It goes without saying that we are looking for detail, as would be the norm for officially produced notes, and consistency but there are two areas, or design elements, that are typically dead giveaways with these. One is the diamond matrix surrounding the denomination inside of the wreath. The matrix on authentic notes is sharp, with clear separation between diamonds, the space between the wreath and denomination is fully utilized, save for uniform spacing between the diamond matrix and the denomination and wreath. The diamonds will be uniform, although not necessarily "perfect", the lines of the matrix will be straight, unbroken and all of the same thickness, the design will be "square" to the perforated edges of the paper with the inking being consistent over the entire design. The matrix can be difficult to identify as diamonds on authentic notes, especially if heavily inked, but even if over-inking has rounded the diamonds into ovals or circles on an authentic 50 Shahiv note, the other identifiers will hold true. On counterfeits the matrix is often random with inconsistent diamond sizes within the matrix and often the diamonds appear as varying sized circles. The spacing and line thicknesses will be lost to an amateurish attempt at reproduction. 
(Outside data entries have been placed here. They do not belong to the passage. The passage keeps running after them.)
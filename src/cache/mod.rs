//! Cache module - typed caches backed by Moka.
//!
//! ```rust
//! let rows = TypedCache::<u64, usize>::new("sheet_row_index", CacheConfig::default());
//! rows.insert(user_id, 12);
//! let row = rows.get(&user_id);
//! ```

mod config;
mod typed;

pub use config::CacheConfig;
pub use typed::TypedCache;
//! Bot module - Core bot functionality.

pub mod dispatcher;
mod runtime;
mod webhook;

pub use dispatcher::{AppState, ThrottledBot, build_dispatcher};
pub use runtime::run;
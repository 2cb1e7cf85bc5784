//! Configuration module for the translator bot.
//!
//! Loads configuration from environment variables. Only the bot token is
//! mandatory; every other setting degrades to a default with a warning.

use std::env;
use std::str::FromStr;

use anyhow::bail;
use chrono::NaiveTime;
use serde::Deserialize;
use tracing::warn;

/// Bot running mode
#[derive(Debug, Clone, Deserialize, PartialEq, Eq, Default)]
#[serde(rename_all = "lowercase")]
pub enum BotMode {
    #[default]
    Polling,
    Webhook,
}

/// Which backend holds user rows and translation history.
#[derive(Debug, Clone, PartialEq, Eq)]
pub enum StoreBackend {
    Sheets,
    Mongo,
    Memory,
}

/// Google Sheets settings.
#[derive(Debug, Clone)]
pub struct SheetsConfig {
    pub spreadsheet_id: String,
    /// Users table range, e.g. `Users!A:F`.
    pub users_range: String,
    /// History table range, e.g. `History!A:D`.
    pub history_range: String,
    /// Raw service-account key JSON.
    pub credentials_json: String,
}

/// Generative-AI settings.
#[derive(Debug, Clone)]
pub struct AiConfig {
    pub api_url: String,
    /// Credentials in failover order.
    pub api_keys: Vec<String>,
    /// Models in failover order.
    pub models: Vec<String>,
}

/// Quota and scheduling settings.
#[derive(Debug, Clone)]
pub struct QuotaConfig {
    pub daily_quota: u32,
    pub trial_days: u32,
    pub max_chars: usize,
    pub utc_offset_hours: i32,
    pub reset_time: NaiveTime,
    pub vocab_interval_minutes: u64,
    pub vocab_words: usize,
}

impl Default for QuotaConfig {
    fn default() -> Self {
        Self {
            daily_quota: 3,
            trial_days: 3,
            max_chars: 20,
            utc_offset_hours: 7,
            reset_time: NaiveTime::MIN,
            vocab_interval_minutes: 720,
            vocab_words: 5,
        }
    }
}

impl QuotaConfig {
    /// The vocabulary digest runs only with a non-zero interval and word count.
    pub fn vocab_enabled(&self) -> bool {
        self.vocab_interval_minutes > 0 && self.vocab_words > 0
    }
}

/// Application configuration
#[derive(Debug, Clone)]
pub struct Config {
    // Telegram
    pub bot_token: String,
    pub bot_mode: BotMode,
    pub webhook_url: Option<String>,
    pub webhook_port: u16,
    pub webhook_secret: Option<String>,

    /// Admin user IDs (comma-separated `ADMIN_IDS`).
    pub admin_ids: Vec<u64>,

    /// Group that receives vocabulary digests.
    pub group_chat_id: Option<i64>,

    // Storage
    pub store_backend: StoreBackend,
    pub sheets: Option<SheetsConfig>,
    pub mongodb_uri: Option<String>,
    pub mongodb_database: String,

    pub ai: AiConfig,
    pub quota: QuotaConfig,
}

pub const DEFAULT_GEMINI_URL: &str = "https://generativelanguage.googleapis.com/v1beta";
const DEFAULT_MODELS: &str = "gemini-2.0-flash,gemini-1.5-flash";

impl Config {
    /// Load configuration from environment variables.
    ///
    /// # Errors
    /// Returns an error only when the bot token is missing.
    pub fn from_env() -> anyhow::Result<Self> {
        let lookup = |key: &str| env::var(key).ok();
        Self::from_lookup(lookup)
    }

    /// Build configuration from an arbitrary key lookup.
    pub fn from_lookup<F>(lookup: F) -> anyhow::Result<Self>
    where
        F: Fn(&str) -> Option<String>,
    {
        let var = |key: &str| {
            lookup(key)
                .map(|v| v.trim().to_string())
                .filter(|v| !v.is_empty())
        };

        let Some(bot_token) = var("BOT_TOKEN").or_else(|| var("TELEGRAM_BOT_TOKEN")) else {
            bail!("BOT_TOKEN must be set");
        };

        let webhook_url = var("WEBHOOK_URL");
        let mut bot_mode = match var("BOT_MODE").map(|m| m.to_lowercase()).as_deref() {
            Some("webhook") => BotMode::Webhook,
            _ => BotMode::Polling,
        };
        if bot_mode == BotMode::Webhook && webhook_url.is_none() {
            warn!("BOT_MODE is webhook but WEBHOOK_URL is not set, falling back to polling");
            bot_mode = BotMode::Polling;
        }

        let admin_ids = var("ADMIN_IDS")
            .unwrap_or_default()
            .split(',')
            .filter_map(|s| s.trim().parse::<u64>().ok())
            .collect();

        let sheets = load_sheets(&var);
        let mongodb_uri = var("MONGODB_URI");

        let store_backend = match var("STORE_BACKEND").map(|b| b.to_lowercase()).as_deref() {
            Some("sheets") if sheets.is_some() => StoreBackend::Sheets,
            Some("mongo") if mongodb_uri.is_some() => StoreBackend::Mongo,
            Some("memory") => StoreBackend::Memory,
            Some(other) => {
                warn!("STORE_BACKEND={} is not usable with current settings", other);
                fallback_backend(sheets.is_some(), mongodb_uri.is_some())
            }
            None => fallback_backend(sheets.is_some(), mongodb_uri.is_some()),
        };

        let mut api_keys: Vec<String> = ["GEMINI_API_KEY_1", "GEMINI_API_KEY_2", "GEMINI_API_KEY_3"]
            .iter()
            .filter_map(|key| var(key))
            .collect();
        if api_keys.is_empty()
            && let Some(single) = var("GEMINI_API_KEY")
        {
            api_keys.push(single);
        }
        if api_keys.is_empty() {
            warn!("No GEMINI_API_KEY configured, translation is disabled");
        }

        let models = split_list(&var("GEMINI_MODELS").unwrap_or_else(|| DEFAULT_MODELS.into()));
        let models = if models.is_empty() {
            split_list(DEFAULT_MODELS)
        } else {
            models
        };

        let defaults = QuotaConfig::default();
        let reset_time = match var("QUOTA_RESET_TIME") {
            Some(raw) => NaiveTime::parse_from_str(&raw, "%H:%M").unwrap_or_else(|_| {
                warn!("Invalid QUOTA_RESET_TIME '{}', using 00:00", raw);
                defaults.reset_time
            }),
            None => defaults.reset_time,
        };

        let quota = QuotaConfig {
            daily_quota: parse_or(&var, "DEFAULT_DAILY_QUOTA", defaults.daily_quota),
            trial_days: parse_or(&var, "DEFAULT_TRIAL_DAYS", defaults.trial_days),
            max_chars: parse_or(&var, "MAX_TRANSLATION_CHARS", defaults.max_chars),
            utc_offset_hours: parse_or(&var, "QUOTA_UTC_OFFSET_HOURS", defaults.utc_offset_hours)
                .clamp(-23, 23),
            reset_time,
            // Zero in either disables the vocabulary digest.
            vocab_interval_minutes: parse_or(
                &var,
                "VOCAB_INTERVAL_MINUTES",
                defaults.vocab_interval_minutes,
            ),
            vocab_words: parse_or(&var, "VOCAB_WORDS", defaults.vocab_words),
        };

        Ok(Self {
            bot_token,
            bot_mode,
            webhook_url,
            webhook_port: parse_or(&var, "WEBHOOK_PORT", 8080),
            webhook_secret: var("WEBHOOK_SECRET"),
            admin_ids,
            group_chat_id: parse_opt(&var, "GROUP_CHAT_ID"),
            store_backend,
            sheets,
            mongodb_uri,
            mongodb_database: var("MONGODB_DATABASE").unwrap_or_else(|| "lao_translator".into()),
            ai: AiConfig {
                api_url: var("GEMINI_API_URL").unwrap_or_else(|| DEFAULT_GEMINI_URL.into()),
                api_keys,
                models,
            },
            quota,
        })
    }
}

fn fallback_backend(has_sheets: bool, has_mongo: bool) -> StoreBackend {
    if has_sheets {
        StoreBackend::Sheets
    } else if has_mongo {
        StoreBackend::Mongo
    } else {
        warn!("No persistent store configured, user data will live in memory only");
        StoreBackend::Memory
    }
}

fn load_sheets<F>(var: &F) -> Option<SheetsConfig>
where
    F: Fn(&str) -> Option<String>,
{
    let spreadsheet_id = var("SPREADSHEET_ID")?;

    let credentials_json = if let Some(encoded) = var("GOOGLE_CREDENTIALS_BASE64") {
        use base64::Engine;
        match base64::engine::general_purpose::STANDARD.decode(encoded.as_bytes()) {
            Ok(bytes) => String::from_utf8(bytes).ok(),
            Err(e) => {
                warn!("GOOGLE_CREDENTIALS_BASE64 is not valid base64: {}", e);
                None
            }
        }
    } else {
        var("GOOGLE_CREDENTIALS_JSON")
    };

    let Some(credentials_json) = credentials_json else {
        warn!("SPREADSHEET_ID is set but no Google credentials were found");
        return None;
    };

    Some(SheetsConfig {
        spreadsheet_id,
        users_range: var("SHEET_RANGE").unwrap_or_else(|| "Users!A:F".into()),
        history_range: var("HISTORY_RANGE").unwrap_or_else(|| "History!A:D".into()),
        credentials_json,
    })
}

fn split_list(raw: &str) -> Vec<String> {
    raw.split(',')
        .map(str::trim)
        .filter(|s| !s.is_empty())
        .map(String::from)
        .collect()
}

fn parse_or<F, T>(var: &F, key: &str, default: T) -> T
where
    F: Fn(&str) -> Option<String>,
    T: FromStr,
{
    match var(key) {
        Some(raw) => raw.parse().unwrap_or_else(|_| {
            warn!("Invalid value for {}: '{}', using default", key, raw);
            default
        }),
        None => default,
    }
}

fn parse_opt<F, T>(var: &F, key: &str) -> Option<T>
where
    F: Fn(&str) -> Option<String>,
    T: FromStr,
{
    let raw = var(key)?;
    match raw.trim().parse() {
        Ok(value) => Some(value),
        Err(_) => {
            warn!("Invalid value for {}: '{}', ignoring it", key, raw);
            None
        }
    }
}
The next design element that I look at is the "Tic-Tac-Toe" grid in the four corners outside of the wreath. We are looking for many of the same things as with the diamond matrix, sharpness, separation, utilization, and spacing. This area of the note is often met with a feeble attempt at reproduction, more often than not (on counterfeits) this design element appears as random blobs, of what appears to be an attempt at a continuation of the floral design from the wreath. On authentic notes the grid will be sharp with even spacing and line thickness, separation between the outer boarder and wreath, the noughts and crosses will be clearly defined and easily identifiable under 5x magnification. Those of you with better eyesight will be able to see the design in hand, not me. xD On authentic notes the grid, noughts, and crosses may not be uniform throughout the design but will be identifiable and have a level of detail and craftsmanship not found on counterfeits. Remember, these are anticounterfeiting features designed into the note, so as to be difficult to reproduce. Even for the engraver. lol The "blank" squares in the grid will (should) have a single dot in them, this can oftentimes be missing, sporadic, extremely faint or worn off from circulation due to the miniscule size of the dot and as such is not a deal breaker as long as all other aspects of the design are present. Notes with the dot clearly visible are of the highest printing quality, typically, and something I look for in prime examples. If one were to compare a counterfeit to an authentic note you will, most likely, notice other things that seem off with the design, one could identify a counterfeit in that manner but looking at the diamond matrix and "Tic-Tac-Toe" grids are the easiest and quickest identifiers in my opinion.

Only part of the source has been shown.